As AI becomes more prominent and we become used to barking orders, when we actually have to speak to a person, will we even remember to say “please” and “thank you” — and will they even mind?
Companies are starting to look to AI to power call centers, creating artificial assistants to help customers on calls. As humans we can convey much of how we feel not by the words we use but by our tone of voice. To do this effectively, there are a number of linguistic markers that a computer could be taught to recognize that, in combination, will indicate the state of mind of its human caller. Rising pitch, increase in speed, number of imperatives, and louder volume could be recognized as indicators of increasing anger and frustration.
But what about all the subtle beats that make language so rich, such as irony, sarcasm, or jokes? Would a rise in pitch at the end of a sentence indicate a joke, a question, or that you’re Australian? Trying to teach a computer to understand these quirks of language could lead to a lot of mistakes and upset customers. If the subtle complexities of language are constantly misunderstood by machines, are we then at risk of simply stopping to use them? If the Turing test was based on polite conversation, perhaps we need a revised version that can test for sarcasm too.
Every nation has its own dialects, with nuanced vocabularies and cadences local to counties, communities, and even villages. Dialect and sociolect combined with our own unique vocabularies and vocal cords create idiolects, our own personal way of speaking that is as unique to us as a fingerprint.

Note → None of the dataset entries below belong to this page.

//! Newtype IDs for type-safe entity references.
//!
//! Local entities (users) use serial `i32` keys via the `define_id!` macro.
//! Orders use UUIDs, and products keep the string document ids assigned by
//! the hosted catalog, so those two get dedicated wrappers.

use serde::{Deserialize, Serialize};
use uuid::Uuid;

/// Macro to define a type-safe ID wrapper around a serial `i32` key.
///
/// Creates a newtype wrapper with:
/// - `Serialize`/`Deserialize` with `#[serde(transparent)]`
/// - `Debug`, `Clone`, `Copy`, `PartialEq`, `Eq`, `Hash`
/// - Conversion methods: `new()`, `as_i32()`
/// - `From<i32>` and `Into<i32>` implementations
/// - `sqlx` `Type`, `Encode`, and `Decode` implementations (with `postgres` feature)
///
/// # Example
///
/// ```rust
/// # use marigold_core::define_id;
/// define_id!(UserId);
/// define_id!(CouponId);
///
/// let user_id = UserId::new(1);
/// let coupon_id = CouponId::new(1);
///
/// // These are different types, so this won't compile:
/// // let _: UserId = coupon_id;
/// ```
#[macro_export]
macro_rules! define_id {
    ($name:ident) => {
        #[derive(
            Debug,
            Clone,
            Copy,
            PartialEq,
            Eq,
            Hash,
            ::serde::Serialize,
            ::serde::Deserialize
        )]
        #[serde(transparent)]
        pub struct $name(i32);

        impl $name {
            /// Create a new ID from an i32 value.
            #[must_use]
            pub const fn new(id: i32) -> Self {
                Self(id)
            }

            /// Get the underlying i32 value.
            #[must_use]
            pub const fn as_i32(&self) -> i32 {
                self.0
            }
        }

        impl ::core::fmt::Display for $name {
            fn fmt(&self, f: &mut ::core::fmt::Formatter<'_>) -> ::core::fmt::Result {
                write!(f, "{}", self.0)
            }
        }

        impl From<i32> for $name {
            fn from(id: i32) -> Self {
                Self(id)
            }
        }

        impl From<$name> for i32 {
            fn from(id: $name) -> Self {
                id.0
            }
        }

        #[cfg(feature = "postgres")]
        impl ::sqlx::Type<::sqlx::Postgres> for $name {
            fn type_info() -> ::sqlx::postgres::PgTypeInfo {
                <i32 as ::sqlx::Type<::sqlx::Postgres>>::type_info()
            }

            fn compatible(ty: &::sqlx::postgres::PgTypeInfo) -> bool {
                <i32 as ::sqlx::Type<::sqlx::Postgres>>::compatible(ty)
            }
        }

        #[cfg(feature = "postgres")]
        impl<'r> ::sqlx::Decode<'r, ::sqlx::Postgres> for $name {
            fn decode(
                value: ::sqlx::postgres::PgValueRef<'r>,
            ) -> ::core::result::Result<Self, ::sqlx::error::BoxDynError> {
                let id = <i32 as ::sqlx::Decode<::sqlx::Postgres>>::decode(value)?;
                Ok(Self(id))
            }
        }

        #[cfg(feature = "postgres")]
        impl ::sqlx::Encode<'_, ::sqlx::Postgres> for $name {
            fn encode_by_ref(
                &self,
                buf: &mut ::sqlx::postgres::PgArgumentBuffer,
            ) -> ::std::result::Result<::sqlx::encode::IsNull, ::sqlx::error::BoxDynError> {
                <i32 as ::sqlx::Encode<::sqlx::Postgres>>::encode_by_ref(&self.0, buf)
            }
        }
    };
}

// Define standard entity IDs
define_id!(UserId);
define_id!(CouponId);

/// Identifier for an order, assigned at creation.
#[derive(Debug, Clone, Copy, PartialEq, Eq, Hash, Serialize, Deserialize)]
#[serde(transparent)]
pub struct OrderId(Uuid);

impl OrderId {
    /// Generate a fresh random order ID.
    #[must_use]
    pub fn generate() -> Self {
        Self(Uuid::new_v4())
    }

    /// Wrap an existing UUID.
    #[must_use]
    pub const fn from_uuid(id: Uuid) -> Self {
        Self(id)
    }

    /// Get the underlying UUID.
    #[must_use]
    pub const fn as_uuid(&self) -> Uuid {
        self.0
    }
}

impl std::fmt::Display for OrderId {
    fn fmt(&self, f: &mut std::fmt::Formatter<'_>) -> std::fmt::Result {
        write!(f, "{}", self.0)
    }
}

impl std::str::FromStr for OrderId {
    type Err = uuid::Error;

    fn from_str(s: &str) -> Result<Self, Self::Err> {
        Uuid::parse_str(s).map(Self)
    }
}

/// Identifier for a product document in the hosted catalog.
///
/// Catalog ids are opaque strings minted by the content API, not local keys.
#[derive(Debug, Clone, PartialEq, Eq, Hash, Serialize, Deserialize)]
#[serde(transparent)]
pub struct ProductId(String);

impl ProductId {
    /// Wrap a catalog document id.
    #[must_use]
    pub fn new(id: impl Into<String>) -> Self {
        Self(id.into())
    }

    /// Get the id as a string slice.
    #[must_use]
    pub fn as_str(&self) -> &str {
        &self.0
    }
}

impl std::fmt::Display for ProductId {
    fn fmt(&self, f: &mut std::fmt::Formatter<'_>) -> std::fmt::Result {
        f.write_str(&self.0)
    }
}

impl From<String> for ProductId {
    fn from(id: String) -> Self {
        Self(id)
    }
}

#[cfg(feature = "postgres")]
impl sqlx::Type<sqlx::Postgres> for ProductId {
    fn type_info() -> sqlx::postgres::PgTypeInfo {
        <String as sqlx::Type<sqlx::Postgres>>::type_info()
    }

    fn compatible(ty: &sqlx::postgres::PgTypeInfo) -> bool {
        <String as sqlx::Type<sqlx::Postgres>>::compatible(ty)
    }
}

#[cfg(feature = "postgres")]
impl<'r> sqlx::Decode<'r, sqlx::Postgres> for ProductId {
    fn decode(
        value: sqlx::postgres::PgValueRef<'r>,
    ) -> Result<Self, sqlx::error::BoxDynError> {
        let id = <String as sqlx::Decode<sqlx::Postgres>>::decode(value)?;
        Ok(Self(id))
    }
}

#[cfg(feature = "postgres")]
impl sqlx::Encode<'_, sqlx::Postgres> for ProductId {
    fn encode_by_ref(
        &self,
        buf: &mut sqlx::postgres::PgArgumentBuffer,
    ) -> Result<sqlx::encode::IsNull, sqlx::error::BoxDynError> {
        <String as sqlx::Encode<sqlx::Postgres>>::encode_by_ref(&self.0, buf)
    }
}

#[cfg(test)]
mod tests {
    use super::*;

    #[test]
    fn order_id_round_trips_through_str() {
        let id = OrderId::generate();
        let parsed: OrderId = id.to_string().parse().expect("valid uuid");
        assert_eq!(id, parsed);
    }

    #[test]
    fn product_id_is_transparent_in_json() {
        let id = ProductId::new("prod_8f3a");
        let json = serde_json::to_string(&id).expect("serialize");
        assert_eq!(json, "\"prod_8f3a\"");
    }
}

There are already cases of conversational assistants struggling to understand thick regional accents, forcing users to simplify their words or ways of speaking. As we interact with machines more and more, does our increasing use of natural language mean that their limitations will force us to simplify, killing our own individuality? To avoid an automaton future, we should be focusing on programming AI to understand how we speak in all of our complexity.
Currently we have to manually tell a computer all the different ways a customer may ask for something. This is laborious, inaccurate, and quickly outdated. Over time a virtual assistant could “learn” how an individual speaks, through questions, corrections, and an increasing vocabulary. If these individual learnings could be pooled from all AI assistants globally, then overall our assistants would get smarter and potentials understand how we speak first time, wye aye!
When it comes to virtual assistants, we’ve been so preoccupied with what we can do we haven’t spent enough time on the how. Our generation may find it a little uncomfortable and odd speaking to a machine, but this is the foundation level of a new technology, and we are responsible for how it teaches the next generation to interact. Language is constantly evolving, and we need to help our mechanical partners evolve alongside it.